[Dataset entries]

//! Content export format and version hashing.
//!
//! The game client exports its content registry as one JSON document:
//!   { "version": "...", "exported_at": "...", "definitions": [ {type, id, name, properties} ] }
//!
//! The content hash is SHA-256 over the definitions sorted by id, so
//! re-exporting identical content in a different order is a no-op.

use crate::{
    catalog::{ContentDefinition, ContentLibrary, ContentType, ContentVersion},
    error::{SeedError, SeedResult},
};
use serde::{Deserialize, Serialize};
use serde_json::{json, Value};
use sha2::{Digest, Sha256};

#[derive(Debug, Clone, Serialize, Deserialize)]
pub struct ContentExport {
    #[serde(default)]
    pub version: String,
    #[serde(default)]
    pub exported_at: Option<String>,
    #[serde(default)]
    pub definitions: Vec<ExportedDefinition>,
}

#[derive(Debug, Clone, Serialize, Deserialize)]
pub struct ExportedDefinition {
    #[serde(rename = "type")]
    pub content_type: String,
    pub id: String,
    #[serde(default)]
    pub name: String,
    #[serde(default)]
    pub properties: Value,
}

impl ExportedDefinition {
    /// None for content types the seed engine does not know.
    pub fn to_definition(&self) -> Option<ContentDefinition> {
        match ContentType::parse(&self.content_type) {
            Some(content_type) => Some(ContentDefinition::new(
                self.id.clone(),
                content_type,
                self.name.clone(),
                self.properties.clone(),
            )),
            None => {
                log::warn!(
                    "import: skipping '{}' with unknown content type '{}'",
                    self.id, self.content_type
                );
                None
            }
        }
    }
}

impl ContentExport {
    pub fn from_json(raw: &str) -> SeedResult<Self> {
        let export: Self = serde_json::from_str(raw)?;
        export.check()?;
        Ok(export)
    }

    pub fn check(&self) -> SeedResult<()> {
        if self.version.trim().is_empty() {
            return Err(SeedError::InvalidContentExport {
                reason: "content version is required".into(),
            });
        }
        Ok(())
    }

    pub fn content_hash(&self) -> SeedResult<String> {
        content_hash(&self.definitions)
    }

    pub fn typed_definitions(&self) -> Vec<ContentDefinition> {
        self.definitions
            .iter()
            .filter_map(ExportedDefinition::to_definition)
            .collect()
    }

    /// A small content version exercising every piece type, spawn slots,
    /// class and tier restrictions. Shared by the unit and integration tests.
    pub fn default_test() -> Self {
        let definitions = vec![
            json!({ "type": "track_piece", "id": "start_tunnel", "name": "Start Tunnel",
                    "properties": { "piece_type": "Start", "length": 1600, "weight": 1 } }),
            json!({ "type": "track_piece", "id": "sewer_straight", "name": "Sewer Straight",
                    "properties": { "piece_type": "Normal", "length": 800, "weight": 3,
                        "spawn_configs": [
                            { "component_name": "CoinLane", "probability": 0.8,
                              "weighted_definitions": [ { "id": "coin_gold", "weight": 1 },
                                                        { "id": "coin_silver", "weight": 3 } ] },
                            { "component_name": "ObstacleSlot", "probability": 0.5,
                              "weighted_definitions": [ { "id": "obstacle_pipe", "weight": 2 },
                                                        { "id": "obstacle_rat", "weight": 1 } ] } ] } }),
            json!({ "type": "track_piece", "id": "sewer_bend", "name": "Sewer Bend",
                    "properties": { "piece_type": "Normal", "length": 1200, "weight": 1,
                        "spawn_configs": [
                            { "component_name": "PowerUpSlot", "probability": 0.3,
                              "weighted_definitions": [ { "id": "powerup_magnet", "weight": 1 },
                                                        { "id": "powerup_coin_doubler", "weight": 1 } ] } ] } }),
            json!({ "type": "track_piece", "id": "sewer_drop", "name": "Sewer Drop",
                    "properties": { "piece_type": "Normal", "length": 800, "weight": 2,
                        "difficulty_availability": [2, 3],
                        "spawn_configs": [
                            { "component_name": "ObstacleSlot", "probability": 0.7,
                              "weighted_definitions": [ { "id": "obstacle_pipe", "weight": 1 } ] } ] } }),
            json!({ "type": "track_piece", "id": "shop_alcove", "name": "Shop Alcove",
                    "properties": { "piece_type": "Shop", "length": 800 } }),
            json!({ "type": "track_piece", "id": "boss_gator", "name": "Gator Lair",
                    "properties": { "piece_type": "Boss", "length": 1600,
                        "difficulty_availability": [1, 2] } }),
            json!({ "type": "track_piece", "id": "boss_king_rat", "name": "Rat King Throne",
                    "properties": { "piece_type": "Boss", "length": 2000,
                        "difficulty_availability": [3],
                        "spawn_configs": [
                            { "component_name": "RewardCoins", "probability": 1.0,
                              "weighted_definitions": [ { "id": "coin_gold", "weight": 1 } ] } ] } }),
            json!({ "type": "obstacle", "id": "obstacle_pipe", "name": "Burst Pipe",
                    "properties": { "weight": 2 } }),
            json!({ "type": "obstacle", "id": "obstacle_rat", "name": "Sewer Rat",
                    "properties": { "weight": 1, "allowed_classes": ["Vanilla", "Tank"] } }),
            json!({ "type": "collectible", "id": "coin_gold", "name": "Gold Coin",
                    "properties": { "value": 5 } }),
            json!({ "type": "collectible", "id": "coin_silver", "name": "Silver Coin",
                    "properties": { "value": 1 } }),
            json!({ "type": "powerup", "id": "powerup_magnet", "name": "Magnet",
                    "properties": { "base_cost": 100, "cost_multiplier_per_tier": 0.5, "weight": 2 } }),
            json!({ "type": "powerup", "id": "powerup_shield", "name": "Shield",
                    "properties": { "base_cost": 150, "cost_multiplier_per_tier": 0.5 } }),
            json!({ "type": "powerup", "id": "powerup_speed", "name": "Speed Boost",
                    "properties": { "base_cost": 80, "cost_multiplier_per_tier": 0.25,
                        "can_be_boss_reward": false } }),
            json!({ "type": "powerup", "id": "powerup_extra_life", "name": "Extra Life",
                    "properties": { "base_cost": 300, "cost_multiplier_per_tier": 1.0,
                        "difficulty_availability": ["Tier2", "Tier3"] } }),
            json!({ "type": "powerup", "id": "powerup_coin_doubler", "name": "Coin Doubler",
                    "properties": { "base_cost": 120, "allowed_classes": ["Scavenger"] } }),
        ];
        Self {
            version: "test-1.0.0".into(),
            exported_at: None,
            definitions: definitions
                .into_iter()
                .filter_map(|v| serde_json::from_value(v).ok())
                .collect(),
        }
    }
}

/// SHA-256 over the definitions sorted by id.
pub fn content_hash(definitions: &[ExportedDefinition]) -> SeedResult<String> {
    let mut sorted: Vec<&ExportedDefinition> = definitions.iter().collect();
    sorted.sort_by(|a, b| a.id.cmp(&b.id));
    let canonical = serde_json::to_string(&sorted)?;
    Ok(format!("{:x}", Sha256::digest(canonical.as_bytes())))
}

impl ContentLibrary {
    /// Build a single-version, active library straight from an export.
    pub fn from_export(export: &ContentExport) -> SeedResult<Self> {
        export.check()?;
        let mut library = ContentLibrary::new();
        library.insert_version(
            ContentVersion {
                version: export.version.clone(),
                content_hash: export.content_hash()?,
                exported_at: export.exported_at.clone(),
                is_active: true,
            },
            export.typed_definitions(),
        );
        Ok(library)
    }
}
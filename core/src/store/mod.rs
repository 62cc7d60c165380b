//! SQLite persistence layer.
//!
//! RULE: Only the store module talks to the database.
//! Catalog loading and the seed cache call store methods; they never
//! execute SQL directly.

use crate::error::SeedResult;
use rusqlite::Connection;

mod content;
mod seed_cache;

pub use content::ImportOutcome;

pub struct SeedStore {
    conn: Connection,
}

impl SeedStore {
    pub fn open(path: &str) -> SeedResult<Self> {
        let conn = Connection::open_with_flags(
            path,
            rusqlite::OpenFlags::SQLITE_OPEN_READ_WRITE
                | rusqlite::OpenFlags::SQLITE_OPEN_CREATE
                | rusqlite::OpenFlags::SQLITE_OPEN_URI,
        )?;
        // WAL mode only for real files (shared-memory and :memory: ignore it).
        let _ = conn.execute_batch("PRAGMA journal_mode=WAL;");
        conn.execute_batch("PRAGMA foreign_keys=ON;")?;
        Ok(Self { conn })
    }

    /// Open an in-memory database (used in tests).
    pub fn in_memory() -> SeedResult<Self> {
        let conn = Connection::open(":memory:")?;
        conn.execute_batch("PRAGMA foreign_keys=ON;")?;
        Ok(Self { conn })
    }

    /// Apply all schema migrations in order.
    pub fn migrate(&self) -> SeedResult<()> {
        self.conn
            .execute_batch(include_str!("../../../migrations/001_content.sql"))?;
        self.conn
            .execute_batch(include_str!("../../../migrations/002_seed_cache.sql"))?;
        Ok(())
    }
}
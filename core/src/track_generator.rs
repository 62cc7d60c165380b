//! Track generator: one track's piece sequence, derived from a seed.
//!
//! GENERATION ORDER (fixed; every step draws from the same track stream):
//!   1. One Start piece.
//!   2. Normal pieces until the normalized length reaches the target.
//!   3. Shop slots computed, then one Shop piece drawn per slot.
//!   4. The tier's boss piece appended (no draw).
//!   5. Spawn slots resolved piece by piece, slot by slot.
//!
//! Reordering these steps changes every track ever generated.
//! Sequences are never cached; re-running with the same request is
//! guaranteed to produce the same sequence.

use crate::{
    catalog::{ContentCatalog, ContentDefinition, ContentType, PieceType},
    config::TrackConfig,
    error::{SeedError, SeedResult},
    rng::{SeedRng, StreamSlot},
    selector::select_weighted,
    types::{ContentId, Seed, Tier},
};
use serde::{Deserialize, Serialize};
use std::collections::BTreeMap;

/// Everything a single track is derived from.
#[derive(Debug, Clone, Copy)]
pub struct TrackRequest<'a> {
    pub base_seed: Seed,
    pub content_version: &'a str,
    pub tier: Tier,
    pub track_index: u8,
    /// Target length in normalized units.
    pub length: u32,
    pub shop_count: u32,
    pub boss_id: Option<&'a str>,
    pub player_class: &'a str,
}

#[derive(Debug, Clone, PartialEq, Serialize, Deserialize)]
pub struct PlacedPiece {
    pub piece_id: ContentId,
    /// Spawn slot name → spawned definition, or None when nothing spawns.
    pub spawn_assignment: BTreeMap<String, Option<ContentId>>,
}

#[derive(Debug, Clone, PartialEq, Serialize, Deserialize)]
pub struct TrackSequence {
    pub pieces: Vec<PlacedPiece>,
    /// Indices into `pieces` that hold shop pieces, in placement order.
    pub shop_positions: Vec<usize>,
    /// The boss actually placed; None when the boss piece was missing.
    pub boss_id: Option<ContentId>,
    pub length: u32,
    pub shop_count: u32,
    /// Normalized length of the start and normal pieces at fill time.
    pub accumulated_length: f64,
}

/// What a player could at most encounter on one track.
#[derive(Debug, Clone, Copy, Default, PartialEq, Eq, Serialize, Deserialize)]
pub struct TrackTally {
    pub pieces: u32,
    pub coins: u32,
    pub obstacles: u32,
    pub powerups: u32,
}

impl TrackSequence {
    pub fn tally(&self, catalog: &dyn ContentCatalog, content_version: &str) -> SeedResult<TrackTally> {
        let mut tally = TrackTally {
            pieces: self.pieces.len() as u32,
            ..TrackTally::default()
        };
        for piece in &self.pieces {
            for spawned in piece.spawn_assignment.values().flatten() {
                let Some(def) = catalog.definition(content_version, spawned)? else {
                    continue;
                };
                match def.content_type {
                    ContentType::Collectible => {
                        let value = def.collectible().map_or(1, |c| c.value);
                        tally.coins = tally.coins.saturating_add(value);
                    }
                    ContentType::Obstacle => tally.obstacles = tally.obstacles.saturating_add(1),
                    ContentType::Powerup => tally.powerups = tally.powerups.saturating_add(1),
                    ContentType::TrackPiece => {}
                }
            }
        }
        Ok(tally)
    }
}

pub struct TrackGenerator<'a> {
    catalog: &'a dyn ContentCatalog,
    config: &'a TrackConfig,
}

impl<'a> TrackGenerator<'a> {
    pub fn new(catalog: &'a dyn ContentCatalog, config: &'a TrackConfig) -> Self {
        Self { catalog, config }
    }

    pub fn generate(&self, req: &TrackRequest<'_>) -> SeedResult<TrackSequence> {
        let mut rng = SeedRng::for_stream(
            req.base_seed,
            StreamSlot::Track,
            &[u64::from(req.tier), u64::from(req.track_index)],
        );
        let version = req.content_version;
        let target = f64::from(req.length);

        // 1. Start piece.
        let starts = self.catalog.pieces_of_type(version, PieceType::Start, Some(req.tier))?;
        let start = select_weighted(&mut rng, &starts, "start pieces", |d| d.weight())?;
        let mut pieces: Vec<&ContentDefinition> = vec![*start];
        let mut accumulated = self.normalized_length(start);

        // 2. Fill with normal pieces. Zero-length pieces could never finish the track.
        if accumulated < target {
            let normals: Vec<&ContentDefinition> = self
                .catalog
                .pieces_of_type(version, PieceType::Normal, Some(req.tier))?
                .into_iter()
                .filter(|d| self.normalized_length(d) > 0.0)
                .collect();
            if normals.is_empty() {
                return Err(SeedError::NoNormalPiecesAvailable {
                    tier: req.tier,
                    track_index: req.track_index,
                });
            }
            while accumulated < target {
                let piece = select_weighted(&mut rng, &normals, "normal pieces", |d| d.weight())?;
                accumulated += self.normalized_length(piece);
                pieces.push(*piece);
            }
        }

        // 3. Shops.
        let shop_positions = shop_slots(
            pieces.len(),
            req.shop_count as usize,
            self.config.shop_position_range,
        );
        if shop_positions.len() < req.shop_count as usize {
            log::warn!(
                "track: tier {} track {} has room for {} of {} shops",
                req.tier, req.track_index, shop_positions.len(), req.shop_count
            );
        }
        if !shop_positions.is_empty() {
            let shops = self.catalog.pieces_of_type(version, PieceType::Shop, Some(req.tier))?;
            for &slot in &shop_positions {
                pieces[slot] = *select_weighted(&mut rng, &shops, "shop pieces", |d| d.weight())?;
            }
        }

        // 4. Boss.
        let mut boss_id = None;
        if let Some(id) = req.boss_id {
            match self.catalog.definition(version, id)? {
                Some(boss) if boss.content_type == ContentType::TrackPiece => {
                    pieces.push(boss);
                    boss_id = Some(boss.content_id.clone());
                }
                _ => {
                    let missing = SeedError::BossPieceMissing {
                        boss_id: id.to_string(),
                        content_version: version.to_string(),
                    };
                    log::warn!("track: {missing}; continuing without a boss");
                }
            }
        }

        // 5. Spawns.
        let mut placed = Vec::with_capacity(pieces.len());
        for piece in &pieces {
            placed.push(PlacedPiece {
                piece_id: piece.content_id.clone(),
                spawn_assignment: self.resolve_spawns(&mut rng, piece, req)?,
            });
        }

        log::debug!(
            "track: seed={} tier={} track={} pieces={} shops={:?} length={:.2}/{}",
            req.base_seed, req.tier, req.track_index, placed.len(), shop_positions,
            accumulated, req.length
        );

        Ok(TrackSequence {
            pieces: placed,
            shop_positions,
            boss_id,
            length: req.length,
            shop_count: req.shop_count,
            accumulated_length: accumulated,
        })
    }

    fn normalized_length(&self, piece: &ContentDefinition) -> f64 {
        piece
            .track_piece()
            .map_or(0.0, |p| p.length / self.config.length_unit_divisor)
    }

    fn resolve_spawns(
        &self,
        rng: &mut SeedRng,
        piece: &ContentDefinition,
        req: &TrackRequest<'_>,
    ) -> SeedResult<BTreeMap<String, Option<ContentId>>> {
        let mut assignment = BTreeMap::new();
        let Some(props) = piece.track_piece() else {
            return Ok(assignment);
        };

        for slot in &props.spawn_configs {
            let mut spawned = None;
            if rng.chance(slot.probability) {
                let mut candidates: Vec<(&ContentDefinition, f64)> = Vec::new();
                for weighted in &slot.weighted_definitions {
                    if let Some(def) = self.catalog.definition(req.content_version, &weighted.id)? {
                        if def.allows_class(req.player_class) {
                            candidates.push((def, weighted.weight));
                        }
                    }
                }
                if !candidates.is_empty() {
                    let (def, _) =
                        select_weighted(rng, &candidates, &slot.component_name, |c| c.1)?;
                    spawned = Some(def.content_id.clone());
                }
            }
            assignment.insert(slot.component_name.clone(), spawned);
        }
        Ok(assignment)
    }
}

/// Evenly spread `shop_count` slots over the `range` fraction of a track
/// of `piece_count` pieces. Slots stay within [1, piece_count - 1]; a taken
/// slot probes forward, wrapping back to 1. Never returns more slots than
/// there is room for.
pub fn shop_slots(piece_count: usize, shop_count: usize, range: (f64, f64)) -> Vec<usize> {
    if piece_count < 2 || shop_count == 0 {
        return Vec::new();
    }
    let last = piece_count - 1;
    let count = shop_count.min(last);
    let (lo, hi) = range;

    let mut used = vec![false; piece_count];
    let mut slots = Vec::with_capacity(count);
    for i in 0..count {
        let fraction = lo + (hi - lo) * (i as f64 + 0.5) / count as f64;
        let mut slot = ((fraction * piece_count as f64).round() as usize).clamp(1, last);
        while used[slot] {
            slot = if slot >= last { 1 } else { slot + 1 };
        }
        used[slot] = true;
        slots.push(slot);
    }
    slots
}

TASK INSTRUCTIONS: Pick from the records each line that contains the word "core" and show it.

TASK ANSWER:
filename core/src/store/mod.rs
filename core/src/track_generator.rs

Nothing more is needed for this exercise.